Solo and Co-op Notes
Solo players should plan for safety and return paths. Co-op players can take more ambitious routes, but they should still organize roles before leaving the base. A simple four-player plan works well: one player scouts, one gathers common materials, one scans fragments and creatures, and one stays responsible for storage, crafting, and route calls. That division prevents the common co-op mistake where everyone swims to the same glowing object, nobody watches oxygen, and the team returns with four copies of the same material but none of the item they actually needed. If you play with friends, use guide pages as shared checklists. Read the quick answer together, agree on the target, and decide who carries what.
Early Access Version Notes
Because the game is in Early Access, this page should be reread after major updates. If a route no longer works, the best response is not to assume the guide is useless; it may simply need a version note. Check whether the page has a newer Last Updated line, whether the official patch notes mention changed resources, and whether your current save was created before or after a large update. For a wiki about a living game, freshness is part of accuracy. Sub2Wiki pages are structured so that changed locations, changed recipes, changed platform notes, and changed progression steps can be updated without rewriting the entire guide.
Related Sub2Wiki Pages
Frequently Asked Questions
How many fragments do I need?
The required number depends on the blueprint. Always check the specific fragment page before planning a route.

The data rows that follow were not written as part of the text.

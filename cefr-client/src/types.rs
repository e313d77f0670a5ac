use crate::error::{ClientError, Result};
use serde::{Deserialize, Serialize};
use std::collections::BTreeMap;
use std::fmt;
use std::path::Path;

/// CEFR proficiency level, ordered from A1 (lowest) to C2 (highest)
#[derive(Debug, Clone, Copy, PartialEq, Eq, PartialOrd, Ord, Hash)]
pub enum CefrLevel {
    A1,
    A2,
    B1,
    B2,
    C1,
    C2,
}

impl CefrLevel {
    pub const ALL: [CefrLevel; 6] = [
        CefrLevel::A1,
        CefrLevel::A2,
        CefrLevel::B1,
        CefrLevel::B2,
        CefrLevel::C1,
        CefrLevel::C2,
    ];

    /// Resolve the classifier's ordinal level id (1..=6)
    pub fn from_id(id: u8) -> Option<Self> {
        id.checked_sub(1)
            .and_then(|index| Self::ALL.get(usize::from(index)))
            .copied()
    }

    pub fn id(self) -> u8 {
        self as u8 + 1
    }

    pub fn label(self) -> &'static str {
        match self {
            CefrLevel::A1 => "A1",
            CefrLevel::A2 => "A2",
            CefrLevel::B1 => "B1",
            CefrLevel::B2 => "B2",
            CefrLevel::C1 => "C1",
            CefrLevel::C2 => "C2",
        }
    }

    /// Short proficiency description shown next to the level
    pub fn description(self) -> &'static str {
        match self {
            CefrLevel::A1 => "Beginner",
            CefrLevel::A2 => "Elementary",
            CefrLevel::B1 => "Intermediate",
            CefrLevel::B2 => "Upper Intermediate",
            CefrLevel::C1 => "Advanced",
            CefrLevel::C2 => "Native",
        }
    }
}

impl fmt::Display for CefrLevel {
    fn fmt(&self, f: &mut fmt::Formatter<'_>) -> fmt::Result {
        f.write_str(self.label())
    }
}

/// Classification returned by `POST /api/predict`.
///
/// Adopted verbatim from the response body; `probabilities` and `metrics` are
/// absent when the service does not provide them.
#[derive(Debug, Clone, PartialEq, Serialize, Deserialize)]
pub struct PredictionResult {
    pub level_id: u8,
    pub level_label: String,
    #[serde(default, skip_serializing_if = "Option::is_none")]
    pub probabilities: Option<BTreeMap<String, f64>>,
    #[serde(default, skip_serializing_if = "Option::is_none")]
    pub metrics: Option<BTreeMap<String, f64>>,
}

impl PredictionResult {
    pub fn new<S: Into<String>>(level_id: u8, level_label: S) -> Self {
        Self {
            level_id,
            level_label: level_label.into(),
            probabilities: None,
            metrics: None,
        }
    }

    /// The typed level, if `level_id` is within 1..=6
    pub fn level(&self) -> Option<CefrLevel> {
        CefrLevel::from_id(self.level_id)
    }

    pub fn metric(&self, key: &str) -> Option<f64> {
        self.metrics.as_ref().and_then(|metrics| metrics.get(key).copied())
    }

    /// Class probabilities ordered by descending probability
    pub fn ranked_probabilities(&self) -> Vec<(&str, f64)> {
        let mut ranked: Vec<(&str, f64)> = self
            .probabilities
            .iter()
            .flatten()
            .map(|(label, p)| (label.as_str(), *p))
            .collect();
        ranked.sort_by(|a, b| b.1.total_cmp(&a.1).then_with(|| a.0.cmp(b.0)));
        ranked
    }
}

/// Per-level slice of the usage statistics
#[derive(Debug, Clone, PartialEq, Serialize, Deserialize)]
pub struct LevelStats {
    pub level_id: u8,
    pub level_label: String,
    pub count: u64,
    pub share: f64,
}

impl LevelStats {
    /// Share of all analyses rendered as a percentage with one decimal
    pub fn share_percent(&self) -> String {
        format!("{}%", crate::metrics::format_fixed(self.share * 100.0, 1))
    }
}

/// Aggregate usage statistics returned by `GET /api/stats`
#[derive(Debug, Clone, PartialEq, Serialize, Deserialize)]
pub struct StatsSummary {
    pub total_count: u64,
    pub avg_text_length: f64,
    #[serde(default)]
    pub levels: Vec<LevelStats>,
}

impl StatsSummary {
    /// Levels ordered by ascending level id
    pub fn levels_sorted(&self) -> Vec<&LevelStats> {
        let mut levels: Vec<&LevelStats> = self.levels.iter().collect();
        levels.sort_by_key(|level| level.level_id);
        levels
    }

    /// Average analysed text length with two decimals
    pub fn avg_text_length_display(&self) -> String {
        crate::metrics::format_fixed(self.avg_text_length, 2)
    }
}

/// A text file selected for upload
#[derive(Debug, Clone, PartialEq, Eq)]
pub struct UploadedFile {
    pub file_name: String,
    pub bytes: Vec<u8>,
}

impl UploadedFile {
    /// Only plain-text uploads are accepted by the classifier
    pub const ACCEPTED_EXTENSION: &'static str = "txt";
    pub const CONTENT_TYPE: &'static str = "text/plain";

    pub fn new<S: Into<String>>(file_name: S, bytes: Vec<u8>) -> Self {
        Self {
            file_name: file_name.into(),
            bytes,
        }
    }

    /// Read a `.txt` file from disk
    pub fn from_path<P: AsRef<Path>>(path: P) -> Result<Self> {
        let path = path.as_ref();

        let is_txt = path
            .extension()
            .and_then(|ext| ext.to_str())
            .is_some_and(|ext| ext.eq_ignore_ascii_case(Self::ACCEPTED_EXTENSION));
        if !is_txt {
            return Err(ClientError::unsupported_upload(
                path,
                "only .txt files can be analysed",
            ));
        }

        let bytes = std::fs::read(path)?;
        let file_name = path
            .file_name()
            .map(|name| name.to_string_lossy().into_owned())
            .unwrap_or_else(|| "upload.txt".to_string());

        Ok(Self { file_name, bytes })
    }

    pub fn len(&self) -> usize {
        self.bytes.len()
    }

    pub fn is_empty(&self) -> bool {
        self.bytes.is_empty()
    }
}

/// One submission to the classifier: typed text, an uploaded file, or both.
///
/// Exclusivity of text and file is maintained by [`crate::workflow::InputDraft`];
/// this type carries whatever the caller submits.
#[derive(Debug, Clone, Default, PartialEq, Eq)]
pub struct AnalysisInput {
    pub text: String,
    pub file: Option<UploadedFile>,
}

impl AnalysisInput {
    pub fn text<S: Into<String>>(text: S) -> Self {
        Self {
            text: text.into(),
            file: None,
        }
    }

    pub fn file(file: UploadedFile) -> Self {
        Self {
            text: String::new(),
            file: Some(file),
        }
    }

    /// Text with surrounding whitespace removed; this is what gets validated and sent
    pub fn trimmed_text(&self) -> &str {
        self.text.trim()
    }
}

Should I scan every fragment I see?
Yes, if it is safe. Even duplicated scans can help confirm a search area, but do not risk losing progress for a scan you cannot reach safely.
Are fragment locations exact?
Some can be exact, but Early Access changes and spawn variation can make route-based guidance more reliable than a single coordinate.
What if a fragment is missing?
Return later, check nearby wreckage or landmarks, and verify the guide version. It may have changed in a patch.